The present paper examines the role of speech pitch in the perceptual separation of simultaneous speech messages, when both messages are spoken by the same speaker and there are no differences in directional hearing. In a first experiment, employing resynthesized speech with completely monotonous pitch, it is shown that intelligibility of the target message can be manipulated by introducing an artificial constant difference in pitch between target speech and interfering speech. Within certain limits intelligibility increases with increasing difference in pitch. In a second experiment natural speech is employed for both target and interfering messages. The interfering speech is always spoken with normal intonation, whereas the target messages are either spoken with normal intonation or deliberately spoken in a monotone. For both intonation conditions the messages are either spoken within the same pitch range as the interfering speech (SAME PITCH), or within a considerably higher pitch range (DIFFERENT PITCH).
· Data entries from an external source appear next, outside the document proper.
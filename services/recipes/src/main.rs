use anyhow::Context as _;
use sea_orm::Database;
use tracing::info;

use foodgram_core::config::Config as _;
use foodgram_core::tracing::init_tracing;
use foodgram_recipes::config::RecipesConfig;
use foodgram_recipes::router::build_router;
use foodgram_recipes::state::AppState;
use foodgram_recipes_migration::{Migrator, MigratorTrait as _};

#[tokio::main]
async fn main() -> anyhow::Result<()> {
    let config = RecipesConfig::from_env().context("load recipes config")?;
    init_tracing(config.log_format);

    let db = Database::connect(&config.database_url)
        .await
        .context("connect to database")?;

    if config.run_migrations {
        Migrator::up(&db, None).await.context("apply migrations")?;
        info!("migrations applied");
    }

    let router = build_router(AppState { db });
    let http_addr = format!("0.0.0.0:{}", config.recipes_port);
    let listener = tokio::net::TcpListener::bind(&http_addr)
        .await
        .with_context(|| format!("bind {http_addr}"))?;

    info!("recipes service listening on {http_addr}");
    axum::serve(listener, router).await.context("serve http")?;
    Ok(())
}
use crate::domain::repository::IngredientRepository;
use crate::domain::types::{Ingredient, NewIngredient};
use crate::error::RecipesServiceError;

pub struct ListIngredientsUseCase<I: IngredientRepository> {
    pub ingredients: I,
}

impl<I: IngredientRepository> ListIngredientsUseCase<I> {
    pub async fn execute(
        &self,
        name_prefix: Option<&str>,
    ) -> Result<Vec<Ingredient>, RecipesServiceError> {
        let prefix = name_prefix.map(str::trim).filter(|p| !p.is_empty());
        self.ingredients.list(prefix).await
    }
}

pub struct GetIngredientUseCase<I: IngredientRepository> {
    pub ingredients: I,
}

impl<I: IngredientRepository> GetIngredientUseCase<I> {
    pub async fn execute(&self, id: i32) -> Result<Ingredient, RecipesServiceError> {
        self.ingredients
            .find_by_id(id)
            .await?
            .ok_or(RecipesServiceError::IngredientNotFound)
    }
}

/// Bulk catalog load used by the `import-ingredients` binary.
pub struct ImportIngredientsUseCase<I: IngredientRepository> {
    pub ingredients: I,
}

impl<I: IngredientRepository> ImportIngredientsUseCase<I> {
    pub async fn execute(&self, items: Vec<NewIngredient>) -> Result<u64, RecipesServiceError> {
        let items: Vec<NewIngredient> = items
            .into_iter()
            .map(|item| NewIngredient {
                name: item.name.trim().to_owned(),
                measurement_unit: item.measurement_unit.trim().to_owned(),
            })
            .collect();
        if items
            .iter()
            .any(|item| item.name.is_empty() || item.measurement_unit.is_empty())
        {
            return Err(RecipesServiceError::MissingData);
        }
        if items.is_empty() {
            return Ok(0);
        }
        let inserted = self.ingredients.insert_many(&items).await?;
        tracing::info!(inserted, "imported ingredients");
        Ok(inserted)
    }
}
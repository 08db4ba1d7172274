use sea_orm_migration::prelude::*;

#[derive(DeriveMigrationName)]
pub struct Migration;

#[async_trait::async_trait]
impl MigrationTrait for Migration {
    async fn up(&self, manager: &SchemaManager) -> Result<(), DbErr> {
        manager
            .create_table(
                Table::create()
                    .table(Tags::Table)
                    .if_not_exists()
                    .col(
                        ColumnDef::new(Tags::Id)
                            .integer()
                            .not_null()
                            .auto_increment()
                            .primary_key(),
                    )
                    .col(
                        ColumnDef::new(Tags::Name)
                            .string_len(200)
                            .not_null()
                            .unique_key(),
                    )
                    .col(ColumnDef::new(Tags::Color).string_len(7).not_null())
                    .col(
                        ColumnDef::new(Tags::Slug)
                            .string_len(200)
                            .not_null()
                            .unique_key(),
                    )
                    .to_owned(),
            )
            .await
    }

    async fn down(&self, manager: &SchemaManager) -> Result<(), DbErr> {
        manager
            .drop_table(Table::drop().table(Tags::Table).to_owned())
            .await
    }
}

#[derive(Iden)]
enum Tags {
    Table,
    Id,
    Name,
    Color,
    Slug,
}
For the messages spoken with normal intonation the SAME PITCH condition is considerably less intelligible than the DIFFERENT PITCH condition. For the monotonously spoken messages the results are less clear. Here the effect of a difference in pitch range is probably confounded with the effects of other properties of speech which result from a monotonous pronunciation. The main results of these experiments can be related to the phenomenon of “perceptual fusion”, occurring whenever two simultaneous sounds have identical pitches, and to “perceptual tracking”: whenever the pitches of target and interfering speech cross each other, the listener runs the risk of inadvertently switching his attention from the target speech to the interfering speech.